Samples of a kitchen, from which a library of valid connections and their frequency in kitchens is extracted.
the size of the grid greatly affects the expensiveness of the generation. Efficiency and details are not to be achieved at the same time. Instead of using a conventional grid of 20cm or 30cm, I use a grid of 55cm. Despite being quick, the dimension of 55cm is the width between two arms of a person that has to do with the depth of wardrobe, the narrow passage in the room, and the depth of counters.
in each step, the entropies of all cells are calculated, and the one with the lowest entropy collapses to a valid connected tile.
there should be different evaluations for different purposes. But in general, there are three values taken into consideration:
-
Perimeter to area ratio, a decreasing function;
-
Area is an increasing function below a certain value, but becomes a decreasing function after a suitable area; In luxury housing, the marginal declination of fitness value on area is smaller than that in compact housing.
-
Storage capacity is an increasing function with declining margin.
Fitness curves on area and storage capacity, compact and luxury types requiring different parameters in fitness functions
Each room (bedroom, bathroom, kitchen, living room) has its own fitness value. Those generated with higher value are kept as components for the generation of the whole apartment floor plan.
Generation results with high fitness values.
Although this project does not contain a large amount of complicated code, it has not yet solved the problem of being user-friendly and is still under development. This note is intended to help readers understand the project's procedure.
This step is crucial for the algorithm to understand the valid interrelationships of the building blocks and their frequency. Different rooms' cases were created manually and separately using a small tool created by the script in design.py
. In the repository, the cases I have created are already in the folders.

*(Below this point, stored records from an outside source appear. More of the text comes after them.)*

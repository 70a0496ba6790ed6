pub mod api;
pub mod router;

use crate::app::SharedState;
use anyhow::Result;

/// Start the axum HTTP server.
pub async fn start_server(state: SharedState) -> Result<()> {
    let port = state.server_port();
    let shutdown_token = state.shutdown_token().clone();
    let app = router::create_router(state);

    let addr = format!("0.0.0.0:{}", port);
    let listener = tokio::net::TcpListener::bind(&addr).await?;
    tracing::info!("Photobooth server listening on http://{}", addr);

    axum::serve(listener, app.into_make_service())
        .with_graceful_shutdown(async move { shutdown_token.cancelled().await })
        .await?;

    Ok(())
}
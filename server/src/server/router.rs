use axum::{
    Router,
    extract::DefaultBodyLimit,
    routing::{get, post},
};
use tower_http::cors::CorsLayer;

use super::api;
use crate::app::SharedState;

/// Sessions carry up to four full-resolution data URLs.
const BODY_LIMIT: usize = 40 * 1024 * 1024;

/// Create the axum router with all routes.
pub fn create_router(state: SharedState) -> Router {
    Router::new()
        // --- Core ---
        .route("/status", get(status_handler))
        // --- Sessions ---
        .route("/api/sessions", post(api::sessions::create_session))
        .route(
            "/api/sessions/{id}",
            get(api::sessions::get_session).patch(api::sessions::update_session),
        )
        .route("/api/sessions/{id}/result.png", get(api::result::get_result))
        .route("/api/sessions/{id}/preview.png", get(api::result::get_preview))
        .route("/api/sessions/{id}/publish", post(api::result::publish_session))
        // --- Upload / QR ---
        .route("/api/upload", post(api::upload::upload_image))
        .route("/api/qr", get(api::qr::get_qr))
        .layer(DefaultBodyLimit::max(BODY_LIMIT))
        .layer(CorsLayer::permissive())
        .with_state(state)
}

async fn status_handler() -> axum::Json<serde_json::Value> {
    axum::Json(serde_json::json!({
        "status": "ok",
        "version": env!("CARGO_PKG_VERSION")
    }))
}
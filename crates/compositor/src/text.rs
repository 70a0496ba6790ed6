//! Text measurement and drawing for the brand block.

use ab_glyph::{Font, PxScale, ScaleFont};
use image::{Rgba, RgbaImage};
use image_engine::composite;
use imageproc::drawing::draw_text_mut;

/// Anything that can report the advance width of a string at a pixel size.
///
/// The brand auto-fit solver only needs widths, so it is generic over this
/// rather than tied to a loaded font.
pub trait TextMeasure {
    fn text_width(&self, text: &str, px: f32) -> f32;
}

impl<F: Font> TextMeasure for F {
    fn text_width(&self, text: &str, px: f32) -> f32 {
        measure_text_width(self, PxScale::from(px), text) as f32
    }
}

/// Measure the pixel width of a string at the given font and scale.
pub fn measure_text_width<F: Font>(font: &F, scale: PxScale, text: &str) -> u32 {
    let scaled = font.as_scaled(scale);
    let mut width = 0.0f32;
    let mut prev_glyph: Option<ab_glyph::GlyphId> = None;

    for ch in text.chars() {
        let glyph_id = scaled.glyph_id(ch);
        if let Some(prev) = prev_glyph {
            width += scaled.kern(prev, glyph_id);
        }
        width += scaled.h_advance(glyph_id);
        prev_glyph = Some(glyph_id);
    }

    width.ceil() as u32
}

/// Ascent above the baseline for the given font and scale.
pub fn ascent<F: Font>(font: &F, scale: PxScale) -> f32 {
    font.as_scaled(scale).ascent()
}

/// Compute the line height for the given font and scale.
pub fn line_height<F: Font>(font: &F, scale: PxScale) -> u32 {
    let scaled = font.as_scaled(scale);
    (scaled.ascent() - scaled.descent() + scaled.line_gap()).ceil() as u32
}

/// Draw `text` with its alphabetic baseline at `baseline_y`.
///
/// With `opacity < 1.0` the glyphs are rendered onto a copy of the affected
/// region and only the pixels they changed are faded back in.
pub fn draw_text_on_baseline<F: Font>(
    img: &mut RgbaImage,
    font: &F,
    px: f32,
    x: i32,
    baseline_y: f32,
    text: &str,
    color: Rgba<u8>,
    opacity: f32,
) {
    if text.is_empty() || px <= 0.0 {
        return;
    }
    let scale = PxScale::from(px);
    let top = (baseline_y - ascent(font, scale)).round() as i32;

    if opacity >= 1.0 {
        draw_text_mut(img, color, x, top, scale, font, text);
        return;
    }

    let width = measure_text_width(font, scale, text) + 2;
    let height = line_height(font, scale) + 2;
    let (rx, ry) = (x.max(0) as u32, top.max(0) as u32);
    if rx >= img.width() || ry >= img.height() {
        return;
    }
    let rw = width.min(img.width() - rx);
    let rh = height.min(img.height() - ry);

    let before = image::imageops::crop_imm(img, rx, ry, rw, rh).to_image();
    let mut region = before.clone();
    draw_text_mut(
        &mut region,
        color,
        x - rx as i32,
        top - ry as i32,
        scale,
        font,
        text,
    );
    composite::blend_changes(img, &before, &region, rx, ry, opacity);
}

#[cfg(test)]
pub(crate) mod tests {
    use super::*;

    /// Monospace stand-in: every char advances `ratio * px`.
    pub(crate) struct FixedAdvance(pub f32);

    impl TextMeasure for FixedAdvance {
        fn text_width(&self, text: &str, px: f32) -> f32 {
            (text.chars().count() as f32 * px * self.0).ceil()
        }
    }

    #[test]
    fn fixed_advance_scales_linearly() {
        let m = FixedAdvance(0.5);
        assert_eq!(m.text_width("abcd", 10.0), 20.0);
        assert_eq!(m.text_width("abcd", 20.0), 40.0);
        assert_eq!(m.text_width("", 20.0), 0.0);
    }
}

The standard tile size is 55cm, which corresponds to the width between the two arms of a person. This measurement is relevant for the depth of a wardrobe, the narrow passage in a room, and is also close to the depth of counters, the sizes of fridges, and washing machines. All items are rounded to 55cm. For example, wall thickness, whether 7cm or 20cm, is rounded to 0. The widths of doors, whether 90cm or 100cm, are all rounded to a module with 2 tile width - 110cm.
jigsaw.py
in each folder is the main script for generating the rooms. It retains the schemes with the highest scores.
Then, in the 'combine' folder, the script can access all the room schemes and create combined floor plans for a complete unit.
The fitness function (or the evaluation) is included in the main script as polynomial equations. Currently, you have to find it in the script and manually change the coefficients.